Starting the Ollama Service
After installation, you need to start the Ollama service:
macOS/Linux:
ollama serve
Windows: After installation, Ollama typically runs automatically in the background. You can see its icon in the system tray.
Downloading Models
Use the ollama pull command to download models:
Recommended Models
# Llama 3.2 - Meta's latest open-source model
ollama pull llama3.2
# Llama 3.2 3B - Smaller version, faster
ollama pull llama3.2:3b
# Qwen 2.5 - Alibaba's open-source model, strong Chinese capability
ollama pull qwen2.5
# Mistral - European open-source model, excellent performance
ollama pull mistral
# DeepSeek Coder - Specialized for code generation
ollama pull deepseek-coder
Model Selection Guide
| Model | Parameters | Memory Required | Features |
|---|---|---|---|
| llama3.2:3b | 3B | 4GB+ | Fast, good for beginners |
| llama3.2 | 8B | 8GB+ | Balanced choice |
| qwen2.5:7b | 7B | 8GB+ | Excellent Chinese capability |
| mistral | 7B | 8GB+ | Strong reasoning |
| llama3.1:70b | 70B | 64GB+ | Best performance |
View Downloaded Models
ollama list
Configure in Chatbox
Step 1: Ensure Ollama is Running
Run this command in terminal to check:
curl http://localhost:11434
If it returns Ollama is running, the service is working.
Step 2: Open Chatbox Settings
- Open the Chatbox app
- Click the "Settings" entry in the bottom left
- Select "AI Provider" or "Model Settings"
Step 3: Add Ollama
- Click "Add Provider"
- Select "Ollama"
- Set API Host:
http://localhost:11434 - Save settings
Step 4: Select a Model
- Choose a downloaded model from the list
- Or manually enter the model name (e.g.,
llama3.2) - Start chatting
Remote Connection Setup (Optional)
If you want to access Ollama on your computer from other devices (like phone, tablet):
Security Warning: Setting
OLLAMA_HOST=0.0.0.0exposes Ollama on all network interfaces.

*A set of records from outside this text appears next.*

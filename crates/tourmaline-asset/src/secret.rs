//! Tenant signing secret.

use std::fmt;

use zeroize::{Zeroize, ZeroizeOnDrop};

/// Opaque symmetric secret used to sign and verify asset URLs.
///
/// The secret is an arbitrary byte string supplied by tenant
/// configuration. It is zeroized on drop and its `Debug` output is
/// redacted -- the raw bytes never appear in logs, errors, or URLs.
#[derive(Clone, PartialEq, Eq, Zeroize, ZeroizeOnDrop)]
pub struct SigningSecret(Vec<u8>);

impl SigningSecret {
    /// Wraps raw secret bytes.
    pub fn new(bytes: impl Into<Vec<u8>>) -> Self {
        Self(bytes.into())
    }

    /// Returns the secret bytes for HMAC keying.
    pub(crate) fn as_bytes(&self) -> &[u8] {
        &self.0
    }
}

impl fmt::Debug for SigningSecret {
    fn fmt(&self, f: &mut fmt::Formatter<'_>) -> fmt::Result {
        f.write_str("SigningSecret(<redacted>)")
    }
}

impl From<&str> for SigningSecret {
    fn from(secret: &str) -> Self {
        Self::new(secret.as_bytes().to_vec())
    }
}

impl From<String> for SigningSecret {
    fn from(secret: String) -> Self {
        Self::new(secret.into_bytes())
    }
}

Ollama has no built-in authentication. Only use this on trusted local networks, and do not expose port11434to the public internet. Consider using a VPN or SSH tunnel for remote access.
Step 1: Configure Ollama Listen Address
macOS/Linux:
# Set environment variable
export OLLAMA_HOST=0.0.0.0
# Restart Ollama
ollama serve
Make it permanent:
Add export OLLAMA_HOST=0.0.0.0 to ~/.bashrc or ~/.zshrc
Windows:
- Add
OLLAMA_HOSTto system environment variables with value0.0.0.0 - Restart the Ollama service
Step 2: Open Firewall Port
macOS: Usually no extra configuration needed
Windows:
- Open "Windows Firewall"
- Select "Advanced Settings" → "Inbound Rules"
- Create new rule, open TCP port
11434
Linux:
# Ubuntu/Debian
sudo ufw allow 11434
# CentOS/RHEL
sudo firewall-cmd --add-port=11434/tcp --permanent
sudo firewall-cmd --reload
Step 3: Connect from Chatbox
In Chatbox on other devices:
- Add Ollama Provider
- Set API Host to:
http://your-computer-IP:11434 - For example:
http://192.168.1.100:11434
Common Issues
Model Download is Slow
Solutions:
- Check network connection
- Try downloading during off-peak hours
- Use proxy or mirror
Out of Memory When Running Models
Solutions:
- Use smaller model versions (e.g.,
:3b) - Close other memory-intensive programs
- Add more RAM to your computer
Chatbox Cannot Connect to Ollama
Troubleshooting:
- Confirm Ollama service is running
- Check if API Host address is correct
- Try accessing
http://localhost:11434in browser
Slow Model Response
Optimization tips:
- Use smaller models (e.g., 3B parameters)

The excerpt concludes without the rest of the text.